In new research published in
Diabetologia — the journal of the European Association for the Study of Diabetes — Finnish scientists have found the use of statins is associated with a 46 percent increase in the risk of developing diabetes.
Previous studies have suggested an increased risk of developing diabetes associated with statin use, but have been inconclusive or limited in scope,
Medical Xpress reports.
But the new study — led by Markku Laakso, with the Institute of Clinical Medicine at the University of Eastern Finland and Kuopio University Hospital — is the most rigorous to date to reach such conclusions.
For the study, the research team tracked statin treatment on the risk of Type 2 diabetes and deterioration of blood sugar control in 8,749 non-diabetic Finnish men over a 6-year period.

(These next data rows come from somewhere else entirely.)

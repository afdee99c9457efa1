use regex::{Captures, Regex};
use std::path::Path;
use std::sync::LazyLock;

use crate::error::{FilingError, FilingResult};

#[derive(Debug, Clone, Copy, PartialEq, Eq)]
pub enum DocumentKind {
    Html,
    Pdf,
    Text,
}

impl DocumentKind {
    pub fn of(path: &Path) -> Self {
        let ext = path
            .extension()
            .and_then(|e| e.to_str())
            .map(|e| e.to_ascii_lowercase())
            .unwrap_or_default();
        match ext.as_str() {
            "htm" | "html" => DocumentKind::Html,
            "pdf" => DocumentKind::Pdf,
            _ => DocumentKind::Text,
        }
    }
}

/// Plain text of a filing document.
pub fn extract_text(path: &Path) -> FilingResult<String> {
    match DocumentKind::of(path) {
        DocumentKind::Pdf => Err(FilingError::Unsupported(format!(
            "PDF extraction is not available: {}",
            path.display()
        ))),
        kind => {
            let bytes = std::fs::read(path)?;
            let raw = String::from_utf8_lossy(&bytes);
            tracing::debug!(path = %path.display(), bytes = bytes.len(), "extracting filing text");
            Ok(if kind == DocumentKind::Html {
                html_to_text(&raw)
            } else {
                raw.into_owned()
            })
        }
    }
}

static COMMENT: LazyLock<Regex> =
    LazyLock::new(|| Regex::new(r"(?s)<!--.*?-->").expect("comment pattern"));
static SCRIPT_OR_STYLE: LazyLock<Regex> = LazyLock::new(|| {
    Regex::new(r"(?is)<script\b[^>]*>.*?</script\s*>|<style\b[^>]*>.*?</style\s*>")
        .expect("script/style pattern")
});
static TAG: LazyLock<Regex> =
    LazyLock::new(|| Regex::new(r"</?[A-Za-z!?][^>]*>").expect("tag pattern"));
static ENTITY: LazyLock<Regex> = LazyLock::new(|| {
    Regex::new(r"&(#[xX][0-9A-Fa-f]{1,6}|#[0-9]{1,7}|[A-Za-z]{2,8});").expect("entity pattern")
});
static WHITESPACE: LazyLock<Regex> =
    LazyLock::new(|| Regex::new(r"\s+").expect("whitespace pattern"));

/// Character for an entity body (`amp`, `#46`, `#x41`); `None` when unknown.
fn decode_entity(name: &str) -> Option<char> {
    let ch = match name {
        "amp" => '&',
        "lt" => '<',
        "gt" => '>',
        "quot" => '"',
        "apos" => '\'',
        "nbsp" => ' ',
        "rsquo" | "lsquo" => '\'',
        "rdquo" | "ldquo" => '"',
        "mdash" | "ndash" => '-',
        _ => {
            let num = name.strip_prefix('#')?;
            let code = match num.strip_prefix(['x', 'X']) {
                Some(hex) => u32::from_str_radix(hex, 16).ok()?,
                None => num.parse().ok()?,
            };
            match char::from_u32(code)? {
                '\u{a0}' => ' ',
                c => c,
            }
        }
    };
    Some(ch)
}

/// Visible text of an HTML document: scripts, styles and comments dropped,
/// tags replaced by spaces, entities decoded and whitespace collapsed.
pub fn html_to_text(html: &str) -> String {
    let text = COMMENT.replace_all(html, " ");
    let text = SCRIPT_OR_STYLE.replace_all(&text, " ");
    let text = TAG.replace_all(&text, " ");
    let text = ENTITY.replace_all(&text, |caps: &Captures| match decode_entity(&caps[1]) {
        Some(ch) => ch.to_string(),
        None => caps[0].to_string(),
    });
    WHITESPACE.replace_all(&text, " ").trim().to_string()
}
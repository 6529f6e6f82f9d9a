//! Configuration schema for workref
//!
//! Configuration is stored at `~/.config/workref/config.toml`

use crate::compression::CompressionType;
use serde::{Deserialize, Serialize};

/// Root configuration structure
#[derive(Debug, Clone, Default, Serialize, Deserialize)]
#[serde(default)]
pub struct Config {
    /// General settings
    pub general: GeneralConfig,

    /// Cache storage settings
    pub cache: CacheConfig,
}

/// General application settings
#[derive(Debug, Clone, Serialize, Deserialize)]
#[serde(default)]
pub struct GeneralConfig {
    /// Enable verbose logging
    pub verbose: bool,

    /// Log output format
    pub log_format: LogFormat,
}

impl Default for GeneralConfig {
    fn default() -> Self {
        Self {
            verbose: false,
            log_format: LogFormat::Text,
        }
    }
}

/// Format of log lines written to stderr
#[derive(Debug, Clone, Copy, Default, PartialEq, Eq, Serialize, Deserialize)]
#[serde(rename_all = "lowercase")]
pub enum LogFormat {
    /// Human-readable lines without timestamps
    #[default]
    Text,
    /// One JSON object per event
    Json,
}

/// Cache storage configuration
#[derive(Debug, Clone, Default, Serialize, Deserialize)]
#[serde(default)]
pub struct CacheConfig {
    /// Compression requested from workers when exporting remotes without
    /// an explicit preference
    pub default_compression: CompressionType,
}
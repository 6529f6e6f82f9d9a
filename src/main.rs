//! workref CLI entry point that dispatches to subcommands.

use clap::Parser;
use console::style;
use std::process::ExitCode;
use tracing_subscriber::EnvFilter;
use workref::cli::args::{ConfigAction, ConfigArgs};
use workref::cli::{Cli, Commands};
use workref::config::{Config, ConfigManager, LogFormat};
use workref::error::WorkrefResult;

#[tokio::main]
async fn main() -> ExitCode {
    match run().await {
        Ok(()) => ExitCode::SUCCESS,
        Err(e) => {
            eprintln!("{} {}", style("Error:").red().bold(), e);
            if let Some(hint) = e.hint() {
                eprintln!("{} {}", style("Hint:").yellow(), hint);
            }
            ExitCode::FAILURE
        }
    }
}

async fn run() -> WorkrefResult<()> {
    let cli = Cli::parse();

    let config_manager = if let Some(ref path) = cli.config {
        ConfigManager::with_path(path.clone())
    } else {
        ConfigManager::new()
    };

    // Config init and path work even when the existing file is invalid
    let skip_load = matches!(
        &cli.command,
        Commands::Config(ConfigArgs {
            action: Some(ConfigAction::Init { .. } | ConfigAction::Path)
        })
    );
    let config = if skip_load {
        Config::default()
    } else {
        config_manager.load().await?
    };

    // Initialize logging: 0 = warn, 1 = info, 2+ = debug
    let verbose = if config.general.verbose { cli.verbose.max(1) } else { cli.verbose };
    let filter = match verbose {
        0 => EnvFilter::new("workref=warn"),
        1 => EnvFilter::new("workref=info"),
        _ => EnvFilter::new("workref=debug"),
    };

    let subscriber = tracing_subscriber::fmt()
        .with_env_filter(filter)
        .with_writer(std::io::stderr)
        .with_target(false);
    match config.general.log_format {
        LogFormat::Json => subscriber.json().init(),
        LogFormat::Text => subscriber.without_time().init(),
    }

    match cli.command {
        Commands::Id(args) => workref::cli::commands::id(args).await,
        Commands::Config(args) => {
            workref::cli::commands::config(args, &config, &config_manager).await
        }
    }
}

Over that time, 625 men were diagnosed with diabetes. Follow up comparisons found that patients treated with statins were 46 percent more likely to develop diabetes than those not treated with statins, even after researchers discounted such potential other metabolic factors as age, weight, physical inactivity, smoking, alcohol intake, and family history of diabetes.
"The association of statin use with increased risk of developing diabetes is most likely directly related to statins decreasing both insulin sensitivity and secretion," the researchers concluded.
"Statin therapy was associated with a 46 percent increased risk of type 2 diabetes after adjustment for confounding factors, suggesting a higher risk of diabetes in the general population than previously reported."